#### [PROVIDED RECORDS]
********
//! Error types for the decode pipeline, display backends and settings

use std::io;
use std::path::PathBuf;

/// The byte stream did not start with a valid pixel header.
#[derive(Debug, thiserror::Error)]
pub enum ProtocolError {
    #[error("short header: got {got} of 16 bytes")]
    ShortHeader { got: usize },
    #[error("bad header magic")]
    BadMagic,
}

/// Why an item could not be decoded.
///
/// Every variant is recoverable: the compositor paints the error block for
/// the item and moves on to the next one.
#[derive(Debug, thiserror::Error)]
pub enum DecodeError {
    /// The decoder process or its input could not be set up.
    #[error("{context}: {source}")]
    Setup {
        context: String,
        #[source]
        source: io::Error,
    },

    #[error(transparent)]
    Protocol(#[from] ProtocolError),

    /// A read from the decoder pipe failed for a reason other than a signal.
    #[error("read: {0}")]
    Transport(#[source] io::Error),
}

impl DecodeError {
    pub fn setup(context: impl Into<String>, source: io::Error) -> Self {
        Self::Setup {
            context: context.into(),
            source,
        }
    }
}

/// Failures reported by a display backend.
#[derive(Debug, thiserror::Error)]
pub enum SurfaceError {
    #[error("failed to claim window region")]
    Claim,
    #[error("failed to get window geometry")]
    Geometry,
    #[error("failed to resize window region to {width}x{height}")]
    Resize { width: u32, height: u32 },
    #[error("failed to update window: {0}")]
    Update(#[source] io::Error),
    #[error(transparent)]
    Io(#[from] io::Error),
}

/// A settings file given explicitly could not be used.
#[derive(Debug, thiserror::Error)]
pub enum SettingsError {
    #[error("failed to read settings file {}: {source}", .path.display())]
    Read {
        path: PathBuf,
        #[source]
        source: io::Error,
    },
    #[error("failed to parse settings file {}: {source}", .path.display())]
    Parse {
        path: PathBuf,
        #[source]
        source: serde_yaml::Error,
    },
}
//! Viewport state and the input-driven transitions applied to it

use log::debug;

use crate::layout::scale_down;

/// Smallest allowed scale factor: images are never magnified past their
/// native resolution.
pub const MIN_SCALE: f32 = 1.0;

/// Content size established by a render pass.
#[derive(Clone, Copy, Debug, Default, PartialEq, Eq)]
pub struct Extents {
    /// Sum of all item heights in display pixels.
    pub total_height: u64,
    /// Widest source image seen so far.
    pub max_width_seen: u32,
}

/// Discrete viewer commands produced from input events.
#[derive(Clone, Copy, Debug, PartialEq, Eq)]
pub enum Action {
    Quit,
    PageDown,
    PageUp,
    Down,
    Up,
    Right,
    Left,
    Home,
    End,
    ZoomIn,
    ZoomOut,
    FitWidth,
    /// New display size, in whatever unit the display backend reports.
    Resize { width: u32, height: u32 },
    Redraw,
}

/// Step sizes for scrolling and zooming.
#[derive(Clone, Copy, Debug, PartialEq)]
pub struct ScrollSteps {
    /// Fraction of the viewport height moved by page up/down.
    pub page: f32,
    /// Fraction of the viewport dimension moved by an arrow key.
    pub arrow: f32,
    /// Scale multiplier for zoom in (`< 1`); zoom out divides by it.
    pub zoom: f32,
}

impl Default for ScrollSteps {
    fn default() -> Self {
        Self {
            page: 0.7,
            arrow: 0.1,
            zoom: 0.7,
        }
    }
}

/// Clamp a scale factor to the valid range, handling NaN/Inf.
pub fn clamp_scale(scale: f32) -> f32 {
    if !scale.is_finite() {
        MIN_SCALE
    } else {
        scale.max(MIN_SCALE)
    }
}

/// Visible region of the strip.
///
/// Offsets are display pixels from the top-left corner of the strip.
#[derive(Clone, Debug, PartialEq)]
pub struct Viewport {
    pub offset_y: u32,
    pub offset_x: u32,
    pub width: u32,
    pub height: u32,
    scale_factor: f32,
}

impl Viewport {
    pub fn new(width: u32, height: u32) -> Self {
        Self {
            offset_y: 0,
            offset_x: 0,
            width,
            height,
            scale_factor: MIN_SCALE,
        }
    }

    /// Source pixels per display pixel; always at least 1.
    pub fn scale_factor(&self) -> f32 {
        self.scale_factor
    }

    pub fn set_scale_factor(&mut self, scale: f32) {
        self.scale_factor = clamp_scale(scale);
    }

    pub fn max_offset_y(&self, extents: Extents) -> u32 {
        let max = extents.total_height.saturating_sub(u64::from(self.height));
        u32::try_from(max).unwrap_or(u32::MAX)
    }

    pub fn max_offset_x(&self, extents: Extents) -> u32 {
        scale_down(extents.max_width_seen, self.scale_factor).saturating_sub(self.width)
    }

    /// Pull the offsets back inside the content. Returns true if either
    /// offset moved.
    pub fn clamp(&mut self, extents: Extents) -> bool {
        let mut changed = false;

        let max_y = self.max_offset_y(extents);
        if self.offset_y > max_y {
            debug!("clamping offset_y {} -> {max_y}", self.offset_y);
            self.offset_y = max_y;
            changed = true;
        }

        let max_x = self.max_offset_x(extents);
        if self.offset_x > max_x {
            debug!("clamping offset_x {} -> {max_x}", self.offset_x);
            self.offset_x = max_x;
            changed = true;
        }

        changed
    }

    fn step(extent: u32, fraction: f32) -> u32 {
        (extent as f32 * fraction) as u32
    }

    /// Apply a scroll or zoom command. Commands that need the display
    /// (resize, redraw, quit) leave the viewport untouched.
    pub fn apply(&mut self, action: Action, steps: &ScrollSteps, max_width_seen: u32) {
        match action {
            Action::PageDown => {
                self.offset_y = self
                    .offset_y
                    .saturating_add(Self::step(self.height, steps.page));
            }
            Action::PageUp => {
                self.offset_y = self
                    .offset_y
                    .saturating_sub(Self::step(self.height, steps.page));
            }
            Action::Down => {
                self.offset_y = self
                    .offset_y
                    .saturating_add(Self::step(self.height, steps.arrow));
            }
            Action::Up => {
                self.offset_y = self
                    .offset_y
                    .saturating_sub(Self::step(self.height, steps.arrow));
            }
            Action::Right => {
                self.offset_x = self
                    .offset_x
                    .saturating_add(Self::step(self.width, steps.arrow));
            }
            Action::Left => {
                self.offset_x = self
                    .offset_x
                    .saturating_sub(Self::step(self.width, steps.arrow));
            }
            Action::Home => self.offset_y = 0,
            // The controller resolves this against the real total height.
            Action::End => self.offset_y = u32::MAX,
            Action::ZoomIn => self.set_scale_factor(self.scale_factor * steps.zoom),
            Action::ZoomOut => {
                // Zooming out saturates instead of overflowing to infinity.
                let scale = self.scale_factor / steps.zoom;
                self.set_scale_factor(if scale.is_finite() { scale } else { f32::MAX });
            }
            Action::FitWidth => {
                self.set_scale_factor(max_width_seen as f32 / self.width as f32);
            }
            Action::Quit | Action::Resize { .. } | Action::Redraw => {}
        }
    }
}
//! Display backends
//!
//! A backend owns the [`DisplaySurface`] and lends it to the compositor for
//! one render pass at a time, bracketed by [`Display::claim`] and
//! [`Display::update`].

pub mod kgfx;
mod kitty;

pub use kitty::{CellSize, KittyDisplay, TerminalGuard};

use crate::error::SurfaceError;
use crate::surface::DisplaySurface;

pub trait Display {
    /// Current visible size in pixels.
    fn geometry(&self) -> (u32, u32);

    /// Take the surface for a render pass.
    fn claim(&mut self) -> Result<&mut DisplaySurface, SurfaceError>;

    /// Publish what was drawn since the last claim.
    fn update(&mut self) -> Result<(), SurfaceError>;

    /// React to a resize event. The arguments are in the unit the backend
    /// reports resize events in; [`Display::geometry`] gives the result.
    fn resize(&mut self, width: u32, height: u32) -> Result<(), SurfaceError>;
}
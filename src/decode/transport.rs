//! Decoder subprocess management

use std::fs::File;
use std::io;
use std::path::PathBuf;
use std::process::{Child, ChildStdout, Command, Stdio};

use log::{debug, error, warn};

use super::farbfeld::{FarbfeldReader, FrameHeader, Pixels};
use super::{Decoder, PixelSource, ReadBuffer};
use crate::error::DecodeError;

/// How the helper program gets at the image.
#[derive(Clone, Copy, Debug, PartialEq, Eq)]
pub enum DecoderVariant {
    /// The locator is a file the parent opens and connects to the helper's
    /// stdin; the helper runs without arguments.
    Stdin,
    /// The locator is passed as the helper's only argument.
    Argument,
}

/// Runs one helper process per item render.
#[derive(Clone, Debug)]
pub struct HelperDecoder {
    program: PathBuf,
    variant: DecoderVariant,
}

impl HelperDecoder {
    pub fn new(program: impl Into<PathBuf>, variant: DecoderVariant) -> Self {
        Self {
            program: program.into(),
            variant,
        }
    }

    /// A converter reading the image on stdin, e.g. `2ff`.
    pub fn stdin(program: impl Into<PathBuf>) -> Self {
        Self::new(program, DecoderVariant::Stdin)
    }

    /// A helper resolving an application-specific handle itself.
    pub fn argument(program: impl Into<PathBuf>) -> Self {
        Self::new(program, DecoderVariant::Argument)
    }
}

impl Decoder for HelperDecoder {
    fn open(&mut self, locator: &str) -> Result<Box<dyn PixelSource>, DecodeError> {
        let mut command = Command::new(&self.program);
        // The terminal is the display; helper chatter would corrupt it.
        command.stdout(Stdio::piped()).stderr(Stdio::null());

        match self.variant {
            DecoderVariant::Stdin => {
                let input = File::open(locator)
                    .map_err(|err| DecodeError::setup(format!("open({locator})"), err))?;
                command.stdin(Stdio::from(input));
            }
            DecoderVariant::Argument => {
                command.arg(locator).stdin(Stdio::null());
            }
        }

        let mut child = command.spawn().map_err(|err| {
            DecodeError::setup(format!("spawn({})", self.program.display()), err)
        })?;
        debug!("started helper pid {} for {locator}", child.id());

        let Some(stdout) = child.stdout.take() else {
            let _ = child.kill();
            let _ = child.wait();
            return Err(DecodeError::setup(
                "pipe",
                io::Error::other("helper stdout was not captured"),
            ));
        };

        Ok(Box::new(ProcessStream {
            locator: locator.to_string(),
            child: Some(child),
            reader: FarbfeldReader::new(stdout),
        }))
    }
}

/// Pixel stream read from a live helper process.
///
/// The child is reaped in [`PixelSource::finish`] or on drop, whichever
/// comes first.
pub struct ProcessStream {
    locator: String,
    child: Option<Child>,
    reader: FarbfeldReader<ChildStdout>,
}

impl ProcessStream {
    fn reap(&mut self) {
        let Some(mut child) = self.child.take() else {
            return;
        };

        // A helper still writing into a pipe nobody drains would block
        // forever; stop it before waiting.
        if !self.reader.is_drained() {
            debug!("stopping helper for {} before end of stream", self.locator);
            if let Err(err) = child.kill() {
                debug!("kill(): {err}");
            }
        }

        match child.wait() {
            Ok(status) if status.success() => {
                debug!("helper for {} exited cleanly", self.locator);
            }
            Ok(status) => {
                if self.reader.is_drained() {
                    warn!("helper failed for {}: {status}", self.locator);
                } else {
                    debug!("helper for {} stopped: {status}", self.locator);
                }
            }
            Err(err) => error!("waitpid(): {err}"),
        }
    }
}

impl PixelSource for ProcessStream {
    fn read_header(&mut self) -> Result<FrameHeader, DecodeError> {
        self.reader.read_header()
    }

    fn read_chunk<'b>(
        &mut self,
        buf: &'b mut ReadBuffer,
    ) -> Result<Option<Pixels<'b>>, DecodeError> {
        self.reader.read_chunk(buf)
    }

    fn finish(&mut self) {
        self.reap();
    }
}

impl Drop for ProcessStream {
    fn drop(&mut self) {
        self.reap();
    }
}
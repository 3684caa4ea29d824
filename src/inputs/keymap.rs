//! Key bindings

use crossterm::event::{Event, KeyCode, KeyEvent, KeyEventKind, KeyModifiers};

use crate::viewport::Action;

/// Map a terminal event to a viewer action. Unbound keys, key releases and
/// mouse or focus events map to `None`.
pub fn action_for(event: &Event) -> Option<Action> {
    match event {
        Event::Key(key) if key.kind != KeyEventKind::Release => key_action(key),
        Event::Resize(columns, rows) => Some(Action::Resize {
            width: u32::from(*columns),
            height: u32::from(*rows),
        }),
        _ => None,
    }
}

fn key_action(key: &KeyEvent) -> Option<Action> {
    if key.modifiers.contains(KeyModifiers::CONTROL) {
        return match key.code {
            KeyCode::Char('c') => Some(Action::Quit),
            _ => None,
        };
    }

    let action = match key.code {
        KeyCode::Char('q') | KeyCode::Esc => Action::Quit,
        KeyCode::PageDown | KeyCode::Char(' ') => Action::PageDown,
        KeyCode::PageUp => Action::PageUp,
        KeyCode::Down | KeyCode::Char('j') => Action::Down,
        KeyCode::Up | KeyCode::Char('k') => Action::Up,
        KeyCode::Right | KeyCode::Char('l') => Action::Right,
        KeyCode::Left | KeyCode::Char('h') => Action::Left,
        KeyCode::Home | KeyCode::Char('g') => Action::Home,
        KeyCode::End | KeyCode::Char('G') => Action::End,
        KeyCode::Char('+') | KeyCode::Char('=') => Action::ZoomIn,
        KeyCode::Char('-') => Action::ZoomOut,
        KeyCode::Char('f') => Action::FitWidth,
        KeyCode::Char('r') => Action::Redraw,
        _ => return None,
    };
    Some(action)
}

#[cfg(test)]
mod tests {
    use super::*;
    use crate::inputs::ScriptedEvents;
    use crossterm::event::KeyEventState;

    fn key(code: KeyCode) -> Event {
        ScriptedEvents::key_event(code, KeyModifiers::empty())
    }

    #[test]
    fn vim_keys_match_arrows() {
        for (letter, arrow) in [
            ('j', KeyCode::Down),
            ('k', KeyCode::Up),
            ('l', KeyCode::Right),
            ('h', KeyCode::Left),
        ] {
            assert_eq!(
                action_for(&ScriptedEvents::char_key(letter)),
                action_for(&key(arrow))
            );
        }
    }

    #[test]
    fn quit_bindings() {
        assert_eq!(action_for(&ScriptedEvents::char_key('q')), Some(Action::Quit));
        assert_eq!(action_for(&key(KeyCode::Esc)), Some(Action::Quit));
        assert_eq!(
            action_for(&ScriptedEvents::ctrl_char_key('c')),
            Some(Action::Quit)
        );
        assert_eq!(action_for(&ScriptedEvents::ctrl_char_key('j')), None);
    }

    #[test]
    fn shifted_g_jumps_to_end() {
        let event = ScriptedEvents::key_event(KeyCode::Char('G'), KeyModifiers::SHIFT);
        assert_eq!(action_for(&event), Some(Action::End));
        assert_eq!(action_for(&ScriptedEvents::char_key('g')), Some(Action::Home));
    }

    #[test]
    fn zoom_and_misc_keys() {
        assert_eq!(action_for(&ScriptedEvents::char_key('=')), Some(Action::ZoomIn));
        assert_eq!(action_for(&ScriptedEvents::char_key('+')), Some(Action::ZoomIn));
        assert_eq!(action_for(&ScriptedEvents::char_key('-')), Some(Action::ZoomOut));
        assert_eq!(action_for(&ScriptedEvents::char_key('f')), Some(Action::FitWidth));
        assert_eq!(action_for(&ScriptedEvents::char_key('r')), Some(Action::Redraw));
        assert_eq!(action_for(&ScriptedEvents::char_key(' ')), Some(Action::PageDown));
        assert_eq!(action_for(&ScriptedEvents::char_key('x')), None);
    }

    #[test]
    fn releases_are_ignored() {
        let release = Event::Key(KeyEvent {
            code: KeyCode::Char('j'),
            modifiers: KeyModifiers::empty(),
            kind: KeyEventKind::Release,
            state: KeyEventState::empty(),
        });
        assert_eq!(action_for(&release), None);
    }

    #[test]
    fn resize_carries_cells() {
        assert_eq!(
            action_for(&Event::Resize(120, 40)),
            Some(Action::Resize {
                width: 120,
                height: 40
            })
        );
    }
}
********
#### [WORK REQUEST]
Extract the lines of the preceding material that run from the line with "-> Result<Option<Pixels<'b>>, DecodeError>" through the line with "repository 3684caa4ea29d824", inclusive, reproducing them exactly and adding nothing.

#### [RESPONSE TO THE EXERCISE]
    ) -> Result<Option<Pixels<'b>>, DecodeError> {
        self.reader.read_chunk(buf)
    }

    fn finish(&mut self) {
        self.reap();
    }
}

impl Drop for ProcessStream {
    fn drop(&mut self) {
        self.reap();
    }
}
repository 3684caa4ea29d824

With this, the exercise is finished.